A prisoner's diary tells of roaches, radios and smiling visitors

Since General Wojciech Jaruzelski imposed martial law on Poland last Dec. 13, his security forces have interned more than 6,000 officials and sympathizers of the independent trade union Solidarity. Until now, little has been known about the treatment of the 3,600 who, according to the government, are still held in about 40 camps around the country. Among the few visitors they have been permitted to receive is Archbishop Jozef Glemp, the Primate of Poland, who is said to have traveled to all the camps. Last month he was allowed behind the walls of the top-security Bialoleka prison near Warsaw, where some 300 Solidarity activists are held in isolation. TIME has obtained a rare photo of the Primate's visit to Bialoleka, as well as the remarkable diary of a Solidarity member who is imprisoned there. Smuggled out of Poland, these documents reveal for the first time the extent of the ordeal faced by Poland's prisoners. Excerpts from the anonymous diary:

It is night, the cell is asleep. The yard in front of the building is shrouded in snow and washed with fluorescent light. The barking of the police German shepherds and the squeak of the warden's shoes can be heard through the bars. There is no way of knowing what time it is: the prisoners are deprived of watches. The warden is making his rounds. A miniature walkie-talkie attached to his chest emits a muffled cacophony of incomprehensible orders.

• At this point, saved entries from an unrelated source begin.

//! Slideforge CLI - Command-line interface for slideforge.

use std::path::{Path, PathBuf};
use std::sync::Arc;

use anyhow::Context;
use clap::{Parser, Subcommand};
use slideforge_content::{generate_outline, generate_presentation, validate};
use slideforge_core::config::Config;
use slideforge_core::PresentationRequest;
use slideforge_mcp::{McpServer, ToolHandler};
use slideforge_storage::{DeckStore, FsStore};
use tracing_subscriber::EnvFilter;

#[derive(Parser)]
#[command(name = "slideforge")]
#[command(author, version, about = "Slideforge - Slidev presentation tools for AI assistants", long_about = None)]
struct Cli {
    /// Enable verbose output
    #[arg(short, long, global = true)]
    verbose: bool,

    /// Use this config file instead of the default location
    #[arg(long, global = true)]
    config: Option<PathBuf>,

    #[command(subcommand)]
    command: Option<Commands>,
}

#[derive(Subcommand)]
enum Commands {
    /// Start the MCP server on stdin/stdout
    Serve {
        /// Directory that decks and projects are written to
        #[arg(long)]
        root: Option<PathBuf>,
    },

    /// Generate a presentation deck
    Generate {
        /// Presentation topic
        #[arg(short, long)]
        topic: String,

        /// Presenter name
        #[arg(short, long)]
        author: Option<String>,

        /// Talk length in minutes
        #[arg(short, long)]
        duration: Option<i64>,

        /// Slidev theme (recommended from the topic when omitted)
        #[arg(long)]
        theme: Option<String>,

        /// Style hint for theme selection
        #[arg(long)]
        style: Option<String>,

        /// Write the deck to this file instead of stdout
        #[arg(short, long)]
        output: Option<PathBuf>,
    },

    /// Print the outline for a talk
    Outline {
        /// Presentation topic
        #[arg(short, long)]
        topic: String,

        /// Talk length in minutes
        #[arg(short, long)]
        duration: Option<i64>,
    },

    /// Check a deck for structural problems
    Validate {
        /// Markdown file to check
        file: PathBuf,
    },

    /// Manage configuration
    Config {
        #[command(subcommand)]
        command: ConfigCommands,
    },
}

#[derive(Subcommand)]
enum ConfigCommands {
    /// Show current configuration
    Show,

    /// Print the config file path
    Path,

    /// Get a value (e.g. defaults.author)
    Get {
        /// Key in section.field form
        key: String,
    },

    /// Set a value (e.g. defaults.author "Ada Lovelace")
    Set {
        /// Key in section.field form
        key: String,
        /// New value
        value: String,
    },
}

#[tokio::main]
async fn main() -> anyhow::Result<()> {
    let cli = Cli::parse();

    // Logs go to stderr; stdout carries MCP traffic and command output.
    let filter = if cli.verbose {
        EnvFilter::new("debug")
    } else {
        EnvFilter::try_from_default_env().unwrap_or_else(|_| EnvFilter::new("info"))
    };

    tracing_subscriber::fmt()
        .with_env_filter(filter)
        .with_writer(std::io::stderr)
        .init();

    let config_path = match &cli.config {
        Some(path) => path.clone(),
        None => Config::config_path()?,
    };

    match cli.command {
        Some(Commands::Serve { root }) => {
            let config = Config::load_from(&config_path)?;
            let root = root.unwrap_or_else(|| config.root_dir());
            tracing::info!("Serving decks from {}", root.display());

            let handler = ToolHandler::new(Arc::new(FsStore::new(root)), config.defaults);
            McpServer::new(handler).run().await?;
        }
        Some(Commands::Generate {
            topic,
            author,
            duration,
            theme,
            style,
            output,
        }) => {
            let config = Config::load_from(&config_path)?;
            let author = author.or(config.defaults.author).context(
                "No author given. Pass --author or run `slideforge config set defaults.author NAME`",
            )?;

            let request = PresentationRequest {
                duration_minutes: duration.unwrap_or(config.defaults.duration_minutes),
                theme,
                style,
                ..PresentationRequest::new(topic, author)
            };
            let deck = generate_presentation(&request);
            for error in &deck.validation.errors {
                tracing::warn!("{}", error);
            }

            match output {
                Some(path) => {
                    let written = write_file(&path, &deck.markdown)?;
                    tracing::info!(
                        "Wrote {} ({} outline items, theme: {})",
                        written.display(),
                        deck.outline.len(),
                        deck.theme
                    );
                }
                None => print!("{}", deck.markdown),
            }
        }
        Some(Commands::Outline { topic, duration }) => {
            let config = Config::load_from(&config_path)?;
            let duration = duration.unwrap_or(config.defaults.duration_minutes);
            for (i, item) in generate_outline(&topic, duration).iter().enumerate() {
                println!("{}. {}", i + 1, item);
            }
        }
        Some(Commands::Validate { file }) => {
            let content = std::fs::read_to_string(&file)
                .with_context(|| format!("Failed to read {}", file.display()))?;
            let result = validate(&content);

            if result.is_valid {
                println!("{}: valid", file.display());
            } else {
                for error in &result.errors {
                    println!("{}: {}", file.display(), error);
                }
                anyhow::bail!(
                    "{} has {} validation error(s)",
                    file.display(),
                    result.errors.len()
                );
            }
        }
        Some(Commands::Config { command }) => match command {
            ConfigCommands::Show => {
                let config = Config::load_from(&config_path)?;
                println!("# {}", config_path.display());
                print!("{}", toml::to_string_pretty(&config)?);
            }
            ConfigCommands::Path => println!("{}", config_path.display()),
            ConfigCommands::Get { key } => {
                let config = Config::load_from(&config_path)?;
                match config.get(&key)? {
                    Some(value) => println!("{}", value),
                    None => println!("(not set)"),
                }
            }
            ConfigCommands::Set { key, value } => {
                let mut config = Config::load_from(&config_path)?;
                config.set(&key, &value)?;
                config.save_to(&config_path)?;
                tracing::info!("Set {} in {}", key, config_path.display());
            }
        },
        None => {
            println!("Slideforge - Slidev presentation tools for AI assistants");
            println!("Run with --help for usage information");
        }
    }

    Ok(())
}

/// Write `contents` to `path` through a store rooted at its parent directory.
fn write_file(path: &Path, contents: &str) -> anyhow::Result<PathBuf> {
    let name = path
        .file_name()
        .and_then(|n| n.to_str())
        .with_context(|| format!("Invalid output path {}", path.display()))?;
    let root = match path.parent() {
        Some(parent) if !parent.as_os_str().is_empty() => parent.to_path_buf(),
        _ => PathBuf::from("."),
    };

    Ok(FsStore::new(root).write(name, contents)?)
}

The warden stops. Silhouetted behind him is a high metal fence topped by barbed wire. He peers suspiciously into a barred window. Inside, everything is dark and quiet. Only the heavy breathing of the sleeping men is audible. Through the black of night can be glimpsed twelve steel cots that have been pushed together and stacked to the ceiling in the cell. Earlier the prisoners had formed a choir. Singing through the slightly opened window, they had intoned: "Unto Thee, Lord, we call: restore a free Fatherland to us all."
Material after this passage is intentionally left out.